__Work item__: Reproduce only the lines of the material below that start at the line containing "pub mod errors;" and stop at the line containing "use std::collections::BTreeMap;". Keep both end lines.

__Data extracts__:

####

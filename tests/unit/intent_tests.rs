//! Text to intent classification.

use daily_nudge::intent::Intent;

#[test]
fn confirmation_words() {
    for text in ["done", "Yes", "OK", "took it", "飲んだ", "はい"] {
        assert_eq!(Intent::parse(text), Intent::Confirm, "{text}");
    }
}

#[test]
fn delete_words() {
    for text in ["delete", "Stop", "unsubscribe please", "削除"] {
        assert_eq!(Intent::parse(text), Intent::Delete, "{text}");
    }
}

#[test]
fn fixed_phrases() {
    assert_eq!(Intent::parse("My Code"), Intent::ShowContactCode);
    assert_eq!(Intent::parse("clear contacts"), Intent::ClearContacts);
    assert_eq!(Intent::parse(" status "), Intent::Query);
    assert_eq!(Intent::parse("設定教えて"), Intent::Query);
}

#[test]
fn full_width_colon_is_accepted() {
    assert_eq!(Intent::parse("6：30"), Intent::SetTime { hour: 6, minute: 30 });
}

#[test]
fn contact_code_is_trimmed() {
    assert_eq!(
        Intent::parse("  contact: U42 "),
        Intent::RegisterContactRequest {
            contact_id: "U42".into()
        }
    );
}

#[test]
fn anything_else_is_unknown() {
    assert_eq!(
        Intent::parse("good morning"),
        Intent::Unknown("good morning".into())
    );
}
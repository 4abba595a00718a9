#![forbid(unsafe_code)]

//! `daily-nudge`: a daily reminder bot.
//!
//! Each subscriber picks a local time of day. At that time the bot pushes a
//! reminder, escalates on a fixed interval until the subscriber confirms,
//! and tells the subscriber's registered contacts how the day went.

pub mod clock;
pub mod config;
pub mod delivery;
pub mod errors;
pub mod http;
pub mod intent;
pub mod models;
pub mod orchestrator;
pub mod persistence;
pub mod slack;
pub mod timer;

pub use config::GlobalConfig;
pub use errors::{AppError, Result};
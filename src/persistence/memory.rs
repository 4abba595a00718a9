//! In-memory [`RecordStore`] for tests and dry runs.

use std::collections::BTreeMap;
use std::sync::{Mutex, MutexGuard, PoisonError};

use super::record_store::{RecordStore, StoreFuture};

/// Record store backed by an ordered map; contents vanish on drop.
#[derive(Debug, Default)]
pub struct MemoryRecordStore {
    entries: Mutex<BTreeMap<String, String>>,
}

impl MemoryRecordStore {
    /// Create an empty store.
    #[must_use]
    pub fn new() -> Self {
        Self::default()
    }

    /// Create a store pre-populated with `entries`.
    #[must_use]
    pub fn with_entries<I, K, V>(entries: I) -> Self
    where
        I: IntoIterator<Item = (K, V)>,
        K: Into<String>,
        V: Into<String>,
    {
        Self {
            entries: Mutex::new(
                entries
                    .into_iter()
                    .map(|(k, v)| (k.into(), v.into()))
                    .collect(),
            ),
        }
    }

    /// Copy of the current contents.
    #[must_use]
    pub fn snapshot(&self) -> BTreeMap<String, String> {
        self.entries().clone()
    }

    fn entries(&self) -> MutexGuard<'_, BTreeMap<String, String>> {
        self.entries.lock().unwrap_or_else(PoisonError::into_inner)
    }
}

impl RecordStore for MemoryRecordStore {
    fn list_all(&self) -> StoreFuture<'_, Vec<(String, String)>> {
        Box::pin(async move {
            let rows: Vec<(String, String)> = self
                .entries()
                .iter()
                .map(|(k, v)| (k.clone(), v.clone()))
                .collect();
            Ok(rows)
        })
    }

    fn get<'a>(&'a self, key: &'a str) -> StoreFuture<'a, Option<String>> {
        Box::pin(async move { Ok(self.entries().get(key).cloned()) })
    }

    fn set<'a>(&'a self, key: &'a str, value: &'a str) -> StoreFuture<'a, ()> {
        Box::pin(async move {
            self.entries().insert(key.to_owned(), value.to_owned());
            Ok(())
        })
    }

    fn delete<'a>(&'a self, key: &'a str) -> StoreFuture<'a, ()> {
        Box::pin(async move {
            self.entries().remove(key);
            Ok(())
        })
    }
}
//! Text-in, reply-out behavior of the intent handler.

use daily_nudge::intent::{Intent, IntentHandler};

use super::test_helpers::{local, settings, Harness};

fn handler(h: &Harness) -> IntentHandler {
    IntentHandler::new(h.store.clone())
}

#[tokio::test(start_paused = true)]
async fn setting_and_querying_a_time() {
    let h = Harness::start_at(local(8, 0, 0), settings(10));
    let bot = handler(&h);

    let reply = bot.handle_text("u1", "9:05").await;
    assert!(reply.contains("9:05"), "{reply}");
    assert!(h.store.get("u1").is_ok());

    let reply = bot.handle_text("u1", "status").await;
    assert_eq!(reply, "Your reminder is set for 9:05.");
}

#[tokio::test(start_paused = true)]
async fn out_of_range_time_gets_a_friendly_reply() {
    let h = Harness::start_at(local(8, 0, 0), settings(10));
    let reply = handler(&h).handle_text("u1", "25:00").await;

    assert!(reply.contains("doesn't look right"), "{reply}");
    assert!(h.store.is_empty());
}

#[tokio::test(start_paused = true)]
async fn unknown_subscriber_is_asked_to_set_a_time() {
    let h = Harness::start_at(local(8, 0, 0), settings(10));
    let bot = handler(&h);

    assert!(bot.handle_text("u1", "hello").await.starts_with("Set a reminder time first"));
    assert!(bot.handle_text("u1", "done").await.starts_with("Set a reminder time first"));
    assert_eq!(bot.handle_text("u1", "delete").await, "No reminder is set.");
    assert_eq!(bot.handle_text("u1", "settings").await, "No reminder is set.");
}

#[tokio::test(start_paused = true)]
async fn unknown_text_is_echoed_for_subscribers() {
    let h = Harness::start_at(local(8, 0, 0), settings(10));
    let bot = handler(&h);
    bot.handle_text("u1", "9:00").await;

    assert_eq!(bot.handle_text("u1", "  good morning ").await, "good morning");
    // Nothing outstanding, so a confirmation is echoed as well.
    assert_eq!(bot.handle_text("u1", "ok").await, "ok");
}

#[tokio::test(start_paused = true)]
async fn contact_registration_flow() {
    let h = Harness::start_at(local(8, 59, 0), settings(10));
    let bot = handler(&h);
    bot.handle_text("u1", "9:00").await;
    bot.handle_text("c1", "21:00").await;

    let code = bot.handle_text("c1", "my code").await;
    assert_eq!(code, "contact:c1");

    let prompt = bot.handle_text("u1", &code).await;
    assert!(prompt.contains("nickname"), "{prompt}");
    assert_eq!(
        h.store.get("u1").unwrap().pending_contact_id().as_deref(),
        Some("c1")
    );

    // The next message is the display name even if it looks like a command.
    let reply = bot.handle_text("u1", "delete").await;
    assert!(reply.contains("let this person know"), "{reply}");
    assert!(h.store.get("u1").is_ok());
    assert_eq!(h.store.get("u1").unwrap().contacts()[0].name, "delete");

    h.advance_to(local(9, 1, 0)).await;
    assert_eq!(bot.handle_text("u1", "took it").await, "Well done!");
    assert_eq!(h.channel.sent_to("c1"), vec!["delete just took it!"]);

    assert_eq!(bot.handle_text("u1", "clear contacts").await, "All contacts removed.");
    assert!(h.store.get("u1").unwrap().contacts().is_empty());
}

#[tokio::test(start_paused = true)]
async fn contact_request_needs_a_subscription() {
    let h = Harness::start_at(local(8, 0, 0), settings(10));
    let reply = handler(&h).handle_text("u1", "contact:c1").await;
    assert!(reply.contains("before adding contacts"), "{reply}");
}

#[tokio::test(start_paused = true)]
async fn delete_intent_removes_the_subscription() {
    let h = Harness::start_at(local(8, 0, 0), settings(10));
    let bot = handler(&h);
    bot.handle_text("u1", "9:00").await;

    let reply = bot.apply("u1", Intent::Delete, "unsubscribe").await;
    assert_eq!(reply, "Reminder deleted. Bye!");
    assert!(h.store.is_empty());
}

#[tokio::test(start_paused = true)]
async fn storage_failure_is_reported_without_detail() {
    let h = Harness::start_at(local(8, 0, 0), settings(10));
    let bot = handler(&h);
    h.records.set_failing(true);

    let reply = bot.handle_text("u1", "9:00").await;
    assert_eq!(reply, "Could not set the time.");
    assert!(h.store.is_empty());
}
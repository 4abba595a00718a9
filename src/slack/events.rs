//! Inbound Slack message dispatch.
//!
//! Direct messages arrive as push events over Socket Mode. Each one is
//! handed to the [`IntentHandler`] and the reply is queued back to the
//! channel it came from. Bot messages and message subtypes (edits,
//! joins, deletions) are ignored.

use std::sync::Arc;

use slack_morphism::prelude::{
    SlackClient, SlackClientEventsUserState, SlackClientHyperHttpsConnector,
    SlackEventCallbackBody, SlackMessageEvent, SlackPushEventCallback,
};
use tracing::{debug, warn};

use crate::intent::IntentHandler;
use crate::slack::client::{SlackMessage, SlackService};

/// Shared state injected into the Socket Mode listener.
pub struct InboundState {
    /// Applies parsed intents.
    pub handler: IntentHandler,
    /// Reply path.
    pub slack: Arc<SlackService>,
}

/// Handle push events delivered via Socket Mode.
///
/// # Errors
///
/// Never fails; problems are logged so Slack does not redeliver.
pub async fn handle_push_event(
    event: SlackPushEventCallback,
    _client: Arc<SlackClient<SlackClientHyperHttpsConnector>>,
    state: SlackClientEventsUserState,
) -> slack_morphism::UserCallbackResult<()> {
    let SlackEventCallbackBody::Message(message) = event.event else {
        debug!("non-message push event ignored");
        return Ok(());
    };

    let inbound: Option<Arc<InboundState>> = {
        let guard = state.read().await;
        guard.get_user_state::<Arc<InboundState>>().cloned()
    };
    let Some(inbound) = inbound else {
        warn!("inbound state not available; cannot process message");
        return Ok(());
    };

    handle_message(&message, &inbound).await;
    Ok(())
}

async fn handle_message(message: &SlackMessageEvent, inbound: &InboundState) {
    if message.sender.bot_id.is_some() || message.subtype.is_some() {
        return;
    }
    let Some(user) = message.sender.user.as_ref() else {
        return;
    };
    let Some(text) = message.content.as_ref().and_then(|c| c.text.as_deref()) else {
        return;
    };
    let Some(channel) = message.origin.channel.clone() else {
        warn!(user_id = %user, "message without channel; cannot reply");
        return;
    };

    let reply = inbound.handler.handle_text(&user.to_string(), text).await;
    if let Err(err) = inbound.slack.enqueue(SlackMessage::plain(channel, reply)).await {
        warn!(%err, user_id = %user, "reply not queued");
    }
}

####

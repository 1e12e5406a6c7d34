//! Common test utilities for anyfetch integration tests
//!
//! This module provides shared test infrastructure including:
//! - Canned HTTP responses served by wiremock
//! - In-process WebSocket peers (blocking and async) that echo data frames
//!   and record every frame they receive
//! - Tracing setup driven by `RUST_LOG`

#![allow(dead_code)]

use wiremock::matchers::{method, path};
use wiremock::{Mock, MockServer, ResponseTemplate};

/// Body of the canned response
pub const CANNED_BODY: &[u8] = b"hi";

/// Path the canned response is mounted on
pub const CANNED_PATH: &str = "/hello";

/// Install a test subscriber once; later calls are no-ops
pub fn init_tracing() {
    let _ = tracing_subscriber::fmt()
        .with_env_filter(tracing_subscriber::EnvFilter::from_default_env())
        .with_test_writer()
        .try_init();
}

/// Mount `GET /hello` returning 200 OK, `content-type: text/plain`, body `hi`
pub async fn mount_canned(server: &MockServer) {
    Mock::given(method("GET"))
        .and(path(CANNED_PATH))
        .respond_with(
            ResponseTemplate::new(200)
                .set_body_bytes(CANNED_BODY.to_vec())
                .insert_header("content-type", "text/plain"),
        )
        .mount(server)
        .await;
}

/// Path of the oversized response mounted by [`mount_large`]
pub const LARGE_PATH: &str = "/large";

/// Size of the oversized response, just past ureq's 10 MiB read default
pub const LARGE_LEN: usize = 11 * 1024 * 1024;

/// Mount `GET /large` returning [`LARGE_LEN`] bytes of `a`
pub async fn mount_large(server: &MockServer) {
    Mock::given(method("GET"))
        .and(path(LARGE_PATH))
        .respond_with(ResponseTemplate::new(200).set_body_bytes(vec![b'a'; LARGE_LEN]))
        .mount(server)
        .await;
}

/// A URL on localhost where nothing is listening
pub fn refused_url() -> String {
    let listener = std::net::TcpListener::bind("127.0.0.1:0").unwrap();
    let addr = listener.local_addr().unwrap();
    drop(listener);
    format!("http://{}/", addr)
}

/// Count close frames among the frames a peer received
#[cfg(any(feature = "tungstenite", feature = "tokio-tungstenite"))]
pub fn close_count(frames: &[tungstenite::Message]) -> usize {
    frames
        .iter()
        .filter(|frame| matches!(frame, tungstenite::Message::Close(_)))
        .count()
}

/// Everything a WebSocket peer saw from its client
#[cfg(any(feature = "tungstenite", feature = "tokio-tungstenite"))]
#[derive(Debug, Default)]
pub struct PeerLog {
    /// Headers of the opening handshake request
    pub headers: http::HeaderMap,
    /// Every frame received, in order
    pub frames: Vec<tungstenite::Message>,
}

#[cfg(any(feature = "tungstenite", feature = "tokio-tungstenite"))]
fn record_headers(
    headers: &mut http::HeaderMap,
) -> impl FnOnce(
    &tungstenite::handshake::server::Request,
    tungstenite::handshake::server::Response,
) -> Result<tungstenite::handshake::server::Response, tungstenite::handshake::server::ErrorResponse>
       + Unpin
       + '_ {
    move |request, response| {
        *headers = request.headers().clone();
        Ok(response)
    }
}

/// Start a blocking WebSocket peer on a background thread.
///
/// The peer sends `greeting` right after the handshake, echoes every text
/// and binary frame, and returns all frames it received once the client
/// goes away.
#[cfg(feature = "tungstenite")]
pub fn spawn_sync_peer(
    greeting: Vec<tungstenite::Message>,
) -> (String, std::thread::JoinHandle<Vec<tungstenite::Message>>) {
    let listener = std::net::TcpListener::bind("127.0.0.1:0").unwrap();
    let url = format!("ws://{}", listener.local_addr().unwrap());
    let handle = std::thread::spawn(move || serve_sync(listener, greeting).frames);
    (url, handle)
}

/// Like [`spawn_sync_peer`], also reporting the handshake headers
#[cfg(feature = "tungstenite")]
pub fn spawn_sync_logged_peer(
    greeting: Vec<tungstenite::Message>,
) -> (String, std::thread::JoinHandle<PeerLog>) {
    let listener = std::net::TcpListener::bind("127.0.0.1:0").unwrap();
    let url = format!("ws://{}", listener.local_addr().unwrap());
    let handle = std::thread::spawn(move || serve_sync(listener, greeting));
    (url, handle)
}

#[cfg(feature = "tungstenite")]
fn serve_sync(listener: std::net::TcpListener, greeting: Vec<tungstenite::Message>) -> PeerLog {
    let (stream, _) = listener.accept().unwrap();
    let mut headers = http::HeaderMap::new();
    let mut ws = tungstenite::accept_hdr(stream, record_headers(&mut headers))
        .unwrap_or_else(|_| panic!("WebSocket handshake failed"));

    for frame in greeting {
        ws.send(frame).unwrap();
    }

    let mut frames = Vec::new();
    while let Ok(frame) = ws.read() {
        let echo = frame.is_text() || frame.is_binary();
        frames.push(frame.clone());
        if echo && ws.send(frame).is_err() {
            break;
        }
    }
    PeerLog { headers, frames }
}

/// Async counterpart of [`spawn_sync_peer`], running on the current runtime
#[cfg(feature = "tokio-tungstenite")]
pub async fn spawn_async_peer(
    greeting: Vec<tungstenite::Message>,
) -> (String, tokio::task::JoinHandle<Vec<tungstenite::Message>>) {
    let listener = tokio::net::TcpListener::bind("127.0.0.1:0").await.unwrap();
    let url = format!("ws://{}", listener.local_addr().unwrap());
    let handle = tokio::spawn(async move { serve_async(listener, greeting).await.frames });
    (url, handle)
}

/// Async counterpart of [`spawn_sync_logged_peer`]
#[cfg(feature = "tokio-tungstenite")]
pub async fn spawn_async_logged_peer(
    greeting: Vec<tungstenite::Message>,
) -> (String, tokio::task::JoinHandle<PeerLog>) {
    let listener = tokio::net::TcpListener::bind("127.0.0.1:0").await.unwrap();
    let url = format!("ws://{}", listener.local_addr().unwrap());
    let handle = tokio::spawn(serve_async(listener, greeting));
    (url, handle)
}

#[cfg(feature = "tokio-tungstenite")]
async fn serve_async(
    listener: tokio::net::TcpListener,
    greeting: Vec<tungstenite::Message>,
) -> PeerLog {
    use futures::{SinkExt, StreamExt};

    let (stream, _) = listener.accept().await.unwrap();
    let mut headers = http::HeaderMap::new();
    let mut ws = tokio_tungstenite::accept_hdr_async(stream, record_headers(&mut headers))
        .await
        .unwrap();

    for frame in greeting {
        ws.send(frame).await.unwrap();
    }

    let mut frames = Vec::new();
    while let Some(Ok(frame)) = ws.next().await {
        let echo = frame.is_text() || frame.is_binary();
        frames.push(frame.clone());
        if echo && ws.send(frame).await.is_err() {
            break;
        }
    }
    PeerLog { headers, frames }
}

####

__Answer box__:
pub mod errors;
pub mod http;
pub mod intent;
pub mod models;
pub mod orchestrator;
pub mod persistence;
pub mod slack;
pub mod timer;

pub use config::GlobalConfig;
pub use errors::{AppError, Result};
filename src/persistence/memory.rs
repository 4abba595a00718a9
//! In-memory [`RecordStore`] for tests and dry runs.

use std::collections::BTreeMap;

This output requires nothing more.